Featuring Chance the Rapper, Jay-Z, and Janelle Monae, Has Woodstock Returned to Save Us All?

But can the spirit of Woodstock survive the Instagram era?

This year's festival season is shaping up to be one for the books. One of the summer's most highly anticipated events is Woodstock's 50th-anniversary festival, which will run from August 16-18th.

Here's the full lineup:

Day 1, Aug. 16: The Killers, Miley Cyrus, Santana, The Lumineers, The Raconteurs, Robert Plant and the Sensational Space Shifters, Nathaniel Rateliff and the Night Sweats, John Fogerty, Run the Jewels, The Head and the Heart, Maggie Rogers, Michael Franti & Spearhead, Bishop Briggs, Anderson East, Akon, Princess Nokia, John Sebastian, Melanie, Grandson, Fever 333, Dorothy, Flora Cash, Larkin Poe, Brian Cadd and Ninet Tayeb

Day 2, Aug. 17: Dead & Company, Chance the Rapper, The Black Keys, Sturgill Simpson, Greta Van Fleet, Portugal, The Man, Leon Bridges, Gary Clark Jr., Edward Sharpe and the Magnetic Zeros, David Crosby and Friends, Dawes, Margo Price, Nahko and Medicine for the People, India.Arie, Jade Bird, Country Joe McDonald, Rival Sons, Emily King, Soccer Mommy, Sir, Taylor Bennett, Amy Helm, Courtney Hadwin, Pearl, John-Robert and IAMDDB

Day 3, Aug. 18: Jay-Z, Imagine Dragons, Halsey, Cage the Elephant, Brandi Carlile, Janelle Monae, Young the Giant, Courtney Barnett, Common, Vince Staples, Judah and the Lion, Earl Sweatshirt, Boygenius, Reignwolf, The Zombies, Canned Heat, Hot Tuna, Pussy Riot, Cherry Glazerr, Leven Kali, The Marcus King Band, Victory, Hollis Brown, John Craigie, Amigo the Devil and Liz Brasher

The list features several original Woodstock performers, including Melanie and Santana, alongside some of today's brightest and most outspoken stars (with some generic pop acts thrown into the mix).

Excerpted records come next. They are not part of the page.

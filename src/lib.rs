//! graphload - configuration-driven import of hierarchical data
//! sources into a graph database

pub mod batch;
pub mod config;
pub mod context;
pub mod datasource;
pub mod error;
pub mod executor;
pub mod importer;
pub mod properties;
pub mod sink;
pub mod template;

pub use batch::BatchAccumulator;
pub use config::{DataSourceConfig, EntityConfig, GraphConfig, JobConfig, Node, TargetConfig};
pub use context::BindingContext;
pub use datasource::{
    register_datasource, BufferedCursor, DataSource, DataSourceFactory, DataSourceRegistry,
    RowCursor,
};
pub use error::{FixSuggestion, ImportError};
pub use executor::{TreeExecutor, TreeOutcome};
pub use importer::{Importer, RunReport, DEFAULT_CLEAN_QUERY};
pub use properties::{PropertiesStore, LAST_INDEX_TIME};
pub use sink::{CypherSink, HttpSink, MockSink, NullSink, WriteStats};
pub use template::TemplateRenderer;
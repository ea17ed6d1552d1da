//! graphload CLI - run import jobs against a graph database

use std::path::{Path, PathBuf};

use clap::{Parser, Subcommand};
use colored::Colorize;
use walkdir::WalkDir;

use graphload::error::{FixSuggestion, ImportError};
use graphload::{
    CypherSink, HttpSink, Importer, JobConfig, NullSink, PropertiesStore, TargetConfig,
};

#[derive(Parser)]
#[command(name = "graphload")]
#[command(about = "graphload - import hierarchical data sources into a graph database")]
#[command(version)]
struct Cli {
    #[command(subcommand)]
    command: Commands,
}

#[derive(Subcommand)]
enum Commands {
    /// Run an import job
    Run {
        /// Path to the job .yaml file
        file: PathBuf,

        /// Submit the cleanup statement before the first graph
        #[arg(long)]
        clean: bool,

        /// Dry run: render everything, submit nothing, persist nothing
        #[arg(long)]
        debug: bool,

        /// Override the target transactional endpoint url
        #[arg(short, long)]
        target: Option<String>,
    },

    /// Validate a job file (parse and check only)
    Validate {
        /// Path to the job .yaml file
        file: PathBuf,
    },

    /// List job files in a directory
    List {
        /// Directory to scan
        #[arg(default_value = "jobs")]
        dir: PathBuf,
    },
}

fn main() {
    // Load .env file (ignore if not present)
    let _ = dotenvy::dotenv();

    // Initialize tracing
    tracing_subscriber::fmt()
        .with_env_filter(
            tracing_subscriber::EnvFilter::from_default_env()
                .add_directive(tracing::Level::INFO.into()),
        )
        .init();

    let cli = Cli::parse();

    let result = match cli.command {
        Commands::Run {
            file,
            clean,
            debug,
            target,
        } => run_job(&file, clean, debug, target),
        Commands::Validate { file } => validate_job(&file),
        Commands::List { dir } => list_jobs(&dir),
    };

    if let Err(e) = result {
        eprintln!("{} {}", "Error:".red().bold(), e);
        if let Some(suggestion) = e.fix_suggestion() {
            eprintln!("  {} {}", "Fix:".yellow(), suggestion);
        }
        std::process::exit(1);
    }
}

fn run_job(
    file: &Path,
    clean: bool,
    debug: bool,
    target_override: Option<String>,
) -> Result<(), ImportError> {
    let mut config = JobConfig::load(file)?;
    if let Some(url) = target_override {
        match &mut config.target {
            Some(target) => target.url = url,
            None => {
                config.target = Some(TargetConfig {
                    url,
                    username: None,
                    password: None,
                })
            }
        }
    }

    let sink: Box<dyn CypherSink> = if debug {
        Box::new(NullSink)
    } else {
        let target = config.target.clone().ok_or_else(|| {
            ImportError::Configuration(
                "no target endpoint: declare 'target:' in the job file or pass --target".into(),
            )
        })?;
        Box::new(HttpSink::new(&target)?)
    };

    let properties = PropertiesStore::for_job(file)?;

    println!(
        "{} Running {} | clean: {} | debug: {}",
        "→".cyan(),
        file.display().to_string().cyan().bold(),
        clean,
        debug
    );

    let mut importer = Importer::new(config, properties, sink, clean, debug)?;
    let report = importer.run()?;

    if debug {
        println!("{}", "Generated script:".cyan().bold());
        println!("{}", report.script);
    } else {
        println!(
            "{} {} batches, {} iterations",
            "✓".green(),
            report.batches,
            report.iterations
        );
        println!("  {}", report.stats);
    }

    Ok(())
}

fn validate_job(file: &Path) -> Result<(), ImportError> {
    let config = JobConfig::load(file)?;

    println!("{} Job '{}' is valid", "✓".green(), file.display());
    println!("  Datasources: {}", config.datasources.len());
    println!("  Graphs: {}", config.graphs.len());
    println!(
        "  Target: {}",
        config
            .target
            .as_ref()
            .map(|t| t.url.as_str())
            .unwrap_or("(none)")
    );

    Ok(())
}

fn list_jobs(dir: &Path) -> Result<(), ImportError> {
    let mut found = 0;
    for entry in WalkDir::new(dir).into_iter().filter_map(Result::ok) {
        let path = entry.path();
        let is_yaml = matches!(
            path.extension().and_then(|e| e.to_str()),
            Some("yaml") | Some("yml")
        );
        // Skip properties sidecars
        let is_sidecar = path
            .file_name()
            .and_then(|n| n.to_str())
            .is_some_and(|n| n.ends_with(".properties.yaml"));
        if path.is_file() && is_yaml && !is_sidecar {
            println!("{}", path.display());
            found += 1;
        }
    }
    if found == 0 {
        println!("No job files under {}", dir.display());
    }
    Ok(())
}
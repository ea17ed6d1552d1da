//! Job description parsing structures
//!
//! A job file declares named datasources, one or more graphs (each an
//! ordered tree of entity/cypher nodes with an optional periodic commit),
//! an optional clean statement and an optional target endpoint.

use std::collections::{HashMap, HashSet};
use std::path::Path;

use once_cell::sync::Lazy;
use regex::Regex;
use serde::Deserialize;
use serde_json::Value;

use crate::error::ImportError;

/// Schema tag every job file must carry
pub const JOB_SCHEMA: &str = "graphload/job@0.1";

/// Entity and datasource names become template variables, so they are
/// restricted to identifier characters.
static NAME_RE: Lazy<Regex> =
    Lazy::new(|| Regex::new(r"^[A-Za-z_][A-Za-z0-9_]*$").expect("valid regex"));

/// Job description parsed from YAML
#[derive(Debug, Clone, Deserialize)]
pub struct JobConfig {
    pub schema: String,
    #[serde(default)]
    pub datasources: Vec<DataSourceConfig>,
    pub graphs: Vec<GraphConfig>,
    /// Override for the clean statement submitted in clean mode
    #[serde(default)]
    pub clean: Option<String>,
    /// Graph store endpoint; may be absent for validate/debug runs
    #[serde(default)]
    pub target: Option<TargetConfig>,
}

/// One datasource declaration: a name, a type tag and backend-specific
/// parameters captured as a flattened map.
#[derive(Debug, Clone, Deserialize)]
pub struct DataSourceConfig {
    pub name: String,
    #[serde(rename = "type")]
    pub kind: String,
    /// Location of the backing data: a file path or an http(s) url.
    /// Rendered against the binding context before use.
    #[serde(default)]
    pub url: Option<String>,
    #[serde(flatten)]
    pub params: HashMap<String, Value>,
}

impl DataSourceConfig {
    /// Backend-specific string parameter
    pub fn param_str(&self, key: &str) -> Option<&str> {
        self.params.get(key).and_then(Value::as_str)
    }

    /// Backend-specific bool parameter
    pub fn param_bool(&self, key: &str) -> Option<bool> {
        self.params.get(key).and_then(Value::as_bool)
    }
}

/// One independently committed unit of the job
#[derive(Debug, Clone, Deserialize)]
pub struct GraphConfig {
    /// Submit the accumulated script every N processed cypher nodes.
    /// Absent means a single commit at the end of the graph.
    #[serde(default)]
    pub periodic_commit: Option<usize>,
    #[serde(default)]
    pub nodes: Vec<Node>,
}

/// Tree node: either a literal cypher template or an entity bound to a
/// datasource. Serde picks the variant from the single key used.
#[derive(Debug, Clone, Deserialize)]
#[serde(untagged)]
pub enum Node {
    Cypher { cypher: String },
    Entity { entity: EntityConfig },
}

/// A named binding point populated by streaming rows from a datasource
#[derive(Debug, Clone, Deserialize)]
pub struct EntityConfig {
    pub name: String,
    pub datasource: String,
    /// Children processed once per row of this entity
    #[serde(default)]
    pub nodes: Vec<Node>,
    /// Backend-specific parameters (e.g. `query` for sql sources)
    #[serde(flatten)]
    pub params: HashMap<String, Value>,
}

impl EntityConfig {
    pub fn param_str(&self, key: &str) -> Option<&str> {
        self.params.get(key).and_then(Value::as_str)
    }
}

/// Graph store endpoint for batch submission
#[derive(Debug, Clone, Deserialize)]
pub struct TargetConfig {
    pub url: String,
    #[serde(default)]
    pub username: Option<String>,
    #[serde(default)]
    pub password: Option<String>,
}

impl JobConfig {
    /// Parse a job description from YAML and validate it
    pub fn from_yaml(yaml: &str) -> Result<Self, ImportError> {
        let config: JobConfig = serde_yaml::from_str(yaml)?;
        config.validate()?;
        Ok(config)
    }

    /// Load a job description from a file
    pub fn load(path: &Path) -> Result<Self, ImportError> {
        let yaml = std::fs::read_to_string(path)?;
        Self::from_yaml(&yaml)
    }

    /// Structural checks performed before anything executes, so a bad
    /// declaration fails fast without touching the graph store.
    pub fn validate(&self) -> Result<(), ImportError> {
        if self.schema != JOB_SCHEMA {
            return Err(ImportError::Configuration(format!(
                "invalid schema: expected '{}', got '{}'",
                JOB_SCHEMA, self.schema
            )));
        }

        let mut names = HashSet::new();
        for ds in &self.datasources {
            check_name(&ds.name, "datasource")?;
            if !names.insert(ds.name.as_str()) {
                return Err(ImportError::Configuration(format!(
                    "duplicate datasource name '{}'",
                    ds.name
                )));
            }
        }

        for (i, graph) in self.graphs.iter().enumerate() {
            if let Some(0) = graph.periodic_commit {
                return Err(ImportError::Configuration(format!(
                    "graph #{}: periodic_commit must be >= 1",
                    i + 1
                )));
            }
            validate_nodes(&graph.nodes, &names)?;
        }

        Ok(())
    }
}

fn validate_nodes(nodes: &[Node], datasources: &HashSet<&str>) -> Result<(), ImportError> {
    for node in nodes {
        if let Node::Entity { entity } = node {
            check_name(&entity.name, "entity")?;
            if !datasources.contains(entity.datasource.as_str()) {
                return Err(ImportError::Configuration(format!(
                    "entity '{}' references unknown datasource '{}'",
                    entity.name, entity.datasource
                )));
            }
            validate_nodes(&entity.nodes, datasources)?;
        }
    }
    Ok(())
}

fn check_name(name: &str, what: &str) -> Result<(), ImportError> {
    if NAME_RE.is_match(name) {
        Ok(())
    } else {
        Err(ImportError::Configuration(format!(
            "invalid {what} name '{name}': use letters, digits and underscores"
        )))
    }
}

#[cfg(test)]
mod tests {
    use super::*;

    const SAMPLE: &str = r#"
schema: graphload/job@0.1
datasources:
  - name: db
    type: sql
    url: ./crm.db
  - name: people
    type: csv
    url: people.csv
    separator: ";"
graphs:
  - periodic_commit: 500
    nodes:
      - cypher: "CREATE INDEX FOR (p:Person) ON (p.id);"
      - entity:
          name: person
          datasource: db
          query: "SELECT * FROM person"
          nodes:
            - cypher: "MERGE (p:Person {id: {{person.id}}});"
clean: "MATCH (n) DETACH DELETE n;"
"#;

    #[test]
    fn parses_sample_job() {
        let config = JobConfig::from_yaml(SAMPLE).unwrap();
        assert_eq!(config.datasources.len(), 2);
        assert_eq!(config.graphs.len(), 1);
        assert_eq!(config.graphs[0].periodic_commit, Some(500));
        assert_eq!(config.clean.as_deref(), Some("MATCH (n) DETACH DELETE n;"));
    }

    #[test]
    fn node_order_is_preserved() {
        let config = JobConfig::from_yaml(SAMPLE).unwrap();
        let nodes = &config.graphs[0].nodes;
        assert!(matches!(&nodes[0], Node::Cypher { .. }));
        match &nodes[1] {
            Node::Entity { entity } => {
                assert_eq!(entity.name, "person");
                assert_eq!(entity.param_str("query"), Some("SELECT * FROM person"));
                assert_eq!(entity.nodes.len(), 1);
            }
            other => panic!("expected entity node, got {other:?}"),
        }
    }

    #[test]
    fn flattened_datasource_params() {
        let config = JobConfig::from_yaml(SAMPLE).unwrap();
        assert_eq!(config.datasources[1].param_str("separator"), Some(";"));
    }

    #[test]
    fn rejects_wrong_schema() {
        let err = JobConfig::from_yaml("schema: other@1\ngraphs: []").unwrap_err();
        assert!(matches!(err, ImportError::Configuration(_)));
    }

    #[test]
    fn rejects_duplicate_datasource_names() {
        let yaml = r#"
schema: graphload/job@0.1
datasources:
  - { name: db, type: sql, url: a.db }
  - { name: db, type: csv, url: b.csv }
graphs: []
"#;
        let err = JobConfig::from_yaml(yaml).unwrap_err();
        assert!(err.to_string().contains("duplicate datasource name"));
    }

    #[test]
    fn rejects_unknown_datasource_reference() {
        let yaml = r#"
schema: graphload/job@0.1
datasources: []
graphs:
  - nodes:
      - entity:
          name: person
          datasource: nope
"#;
        let err = JobConfig::from_yaml(yaml).unwrap_err();
        assert!(err.to_string().contains("unknown datasource 'nope'"));
    }

    #[test]
    fn rejects_zero_periodic_commit() {
        let yaml = r#"
schema: graphload/job@0.1
graphs:
  - periodic_commit: 0
    nodes: []
"#;
        let err = JobConfig::from_yaml(yaml).unwrap_err();
        assert!(err.to_string().contains("periodic_commit"));
    }

    #[test]
    fn rejects_bad_entity_name() {
        let yaml = r#"
schema: graphload/job@0.1
datasources:
  - { name: db, type: sql, url: a.db }
graphs:
  - nodes:
      - entity:
          name: "not a name"
          datasource: db
"#;
        let err = JobConfig::from_yaml(yaml).unwrap_err();
        assert!(err.to_string().contains("invalid entity name"));
    }
}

Woodstock 50 will take place on the Watkins Glen International Racetrack in the Finger Lakes, about 115 miles north of the original event. More information can be found at

Santana at the original Woodstock, via

The festival is being produced by the original Woodstock's co-founder, Michael Lang. "It's kind of spooky how similar things are," he told Rolling Stone, noting the eerie parallels between the 1969 festival and today's political climate. "Some of the things that we thought we'd gone past in the last 50 years — the racial divides, care for the environment and women's rights — now we have Black Lives Matter and the #MeToo movement and climate deniers and another [expletive] in the White House."

It's hard to say if any of the Woodstock anniversary events will generate the spirit of defiance and unity that defined the original festival, or at least its historical legacy. Artists like Princess Nokia and Pussy Riot have promoted revolutionary and activist messages that rival those of the original Woodstock performers. Other notable acts include Boygenius (the trio comprised of Julien Baker, Phoebe Bridgers, and Lucy Dacus), India.Arie and Janelle Monae, who have all spoken out in their own right.

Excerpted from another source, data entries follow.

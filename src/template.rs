//! Single-pass cypher template renderer with caching
//!
//! Templates are tokenized once and the token list cached, so a
//! template repeated for every row of an entity is only parsed once.
//!
//! Placeholders are `{{name}}` or `{{name.path}}`, resolved against the
//! [`BindingContext`]. A placeholder that resolves to nothing renders
//! as the empty string; rendered statements never contain `{{` litter.

use std::ops::Range;
use std::sync::Arc;

use dashmap::DashMap;
use once_cell::sync::Lazy;

use crate::context::{value_to_string, BindingContext};
use crate::error::ImportError;

/// Token representing a parsed template fragment
#[derive(Debug, Clone)]
pub enum Token {
    /// Literal text (stores range in the original string)
    Literal(Range<usize>),
    /// Context reference: {{name}} or {{name.field}}
    Var(String),
}

/// Template renderer with a parse cache
pub struct TemplateRenderer {
    cache: DashMap<String, Arc<Vec<Token>>>,
}

impl Default for TemplateRenderer {
    fn default() -> Self {
        Self::new()
    }
}

impl TemplateRenderer {
    pub fn new() -> Self {
        Self {
            cache: DashMap::new(),
        }
    }

    /// Parse a template into tokens (with caching)
    pub fn tokenize(&self, template: &str) -> Arc<Vec<Token>> {
        if let Some(cached) = self.cache.get(template) {
            return Arc::clone(&cached);
        }

        let mut tokens = Vec::new();
        let mut literal_start = 0;
        let mut rest = 0;

        while let Some(open) = template[rest..].find("{{") {
            let open = rest + open;
            match template[open + 2..].find("}}") {
                Some(close) => {
                    let close = open + 2 + close;
                    let path = template[open + 2..close].trim();
                    if path.is_empty() {
                        // "{{}}" stays literal
                        rest = close + 2;
                        continue;
                    }
                    if open > literal_start {
                        tokens.push(Token::Literal(literal_start..open));
                    }
                    tokens.push(Token::Var(path.to_string()));
                    literal_start = close + 2;
                    rest = close + 2;
                }
                // Unterminated "{{" stays literal
                None => break,
            }
        }

        if literal_start < template.len() {
            tokens.push(Token::Literal(literal_start..template.len()));
        }

        let tokens = Arc::new(tokens);
        self.cache.insert(template.to_string(), tokens.clone());
        tokens
    }

    /// Render a template against the context using pre-parsed tokens
    pub fn render(&self, template: &str, ctx: &BindingContext) -> Result<String, ImportError> {
        let tokens = self.tokenize(template);

        let mut result = String::with_capacity(template.len() * 2);
        for token in tokens.iter() {
            match token {
                Token::Literal(range) => result.push_str(&template[range.clone()]),
                Token::Var(path) => {
                    if let Some(value) = ctx.resolve_path(path) {
                        result.push_str(&value_to_string(value));
                    }
                    // Unresolved placeholders render empty
                }
            }
        }

        Ok(result)
    }
}

/// Global renderer instance
pub static RENDERER: Lazy<TemplateRenderer> = Lazy::new(TemplateRenderer::new);

/// Convenience function for rendering against the global cache
pub fn render(template: &str, ctx: &BindingContext) -> Result<String, ImportError> {
    RENDERER.render(template, ctx)
}
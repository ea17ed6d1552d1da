//! Recursive entity-tree execution
//!
//! Walks a graph's node list in order. Cypher nodes render against the
//! binding context and accumulate into the batch; entity nodes stream
//! rows from their datasource, bind each row under the entity's name
//! (overwriting any prior binding) and recurse into their children once
//! per row. A row's whole subtree, including any periodic commits it
//! triggers, completes before the next row is pulled.

use tracing::{debug, instrument};

use crate::batch::BatchAccumulator;
use crate::config::{EntityConfig, Node};
use crate::context::BindingContext;
use crate::datasource::{DataSourceRegistry, RowCursor};
use crate::error::ImportError;
use crate::sink::{CypherSink, WriteStats};
use crate::template;

/// What one graph's traversal produced
#[derive(Debug)]
pub struct TreeOutcome {
    /// Accumulator with any trailing, not-yet-committed script
    pub batch: BatchAccumulator,
    /// Stats aggregated over periodic commits
    pub stats: WriteStats,
    /// Number of periodic commits submitted
    pub flushes: usize,
}

/// Executes one graph's node tree against a datasource registry and a sink
pub struct TreeExecutor<'a> {
    registry: &'a DataSourceRegistry,
    sink: &'a dyn CypherSink,
    batch: BatchAccumulator,
    stats: WriteStats,
    flushes: usize,
    debug_mode: bool,
}

impl<'a> TreeExecutor<'a> {
    pub fn new(
        registry: &'a DataSourceRegistry,
        sink: &'a dyn CypherSink,
        periodic_commit: Option<usize>,
        debug_mode: bool,
    ) -> Self {
        Self {
            registry,
            sink,
            batch: BatchAccumulator::new(periodic_commit),
            stats: WriteStats::default(),
            flushes: 0,
            debug_mode,
        }
    }

    /// Process the whole node list, then hand back the accumulator so
    /// the caller can commit the trailing partial batch.
    pub fn execute(
        mut self,
        nodes: &[Node],
        ctx: &mut BindingContext,
    ) -> Result<TreeOutcome, ImportError> {
        self.process(nodes, ctx)?;
        Ok(TreeOutcome {
            batch: self.batch,
            stats: self.stats,
            flushes: self.flushes,
        })
    }

    fn process(&mut self, nodes: &[Node], ctx: &mut BindingContext) -> Result<(), ImportError> {
        for node in nodes {
            match node {
                Node::Cypher { cypher } => self.process_cypher(cypher, ctx)?,
                Node::Entity { entity } => self.process_entity(entity, ctx)?,
            }
        }
        Ok(())
    }

    #[instrument(skip(self, entity, ctx), fields(entity = %entity.name))]
    fn process_entity(
        &mut self,
        entity: &EntityConfig,
        ctx: &mut BindingContext,
    ) -> Result<(), ImportError> {
        let source = self.registry.resolve(&entity.datasource)?;
        let mut cursor = source.execute(entity, ctx)?;

        // The cursor is closed exactly once on every exit path; a
        // failure inside the row loop still reaches close below.
        let walked = self.walk_rows(cursor.as_mut(), entity, ctx);
        let closed = cursor.close();
        walked?;
        closed?;
        Ok(())
    }

    fn walk_rows(
        &mut self,
        cursor: &mut dyn RowCursor,
        entity: &EntityConfig,
        ctx: &mut BindingContext,
    ) -> Result<(), ImportError> {
        let mut rows = 0usize;
        while cursor.has_next()? {
            let row = cursor.next_row()?;
            ctx.bind(entity.name.clone(), row);
            self.process(&entity.nodes, ctx)?;
            rows += 1;
        }
        debug!(entity = %entity.name, rows, "entity exhausted");
        Ok(())
    }

    fn process_cypher(&mut self, cypher: &str, ctx: &BindingContext) -> Result<(), ImportError> {
        let rendered = template::render(cypher, ctx)?;
        self.batch.push(&rendered);

        if !self.debug_mode && self.batch.at_commit_point() {
            if let Some(stats) = self.batch.flush(self.sink)? {
                debug!(iterations = self.batch.iterations(), "periodic commit");
                self.stats.merge(&stats);
                self.flushes += 1;
            }
        }
        Ok(())
    }
}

Still, somehow it's just difficult to imagine that this Woodstock could have the same effect as the original in the age of Instagram when music festivals are often treated more like photo shoots and advertising expos than actual concerts. Maybe all this feels off because of the sad fact that some things really haven't changed much since 1969, and in some ways, they're even more complicated. But regardless, we could all use a little more peace, love, and music in our lives.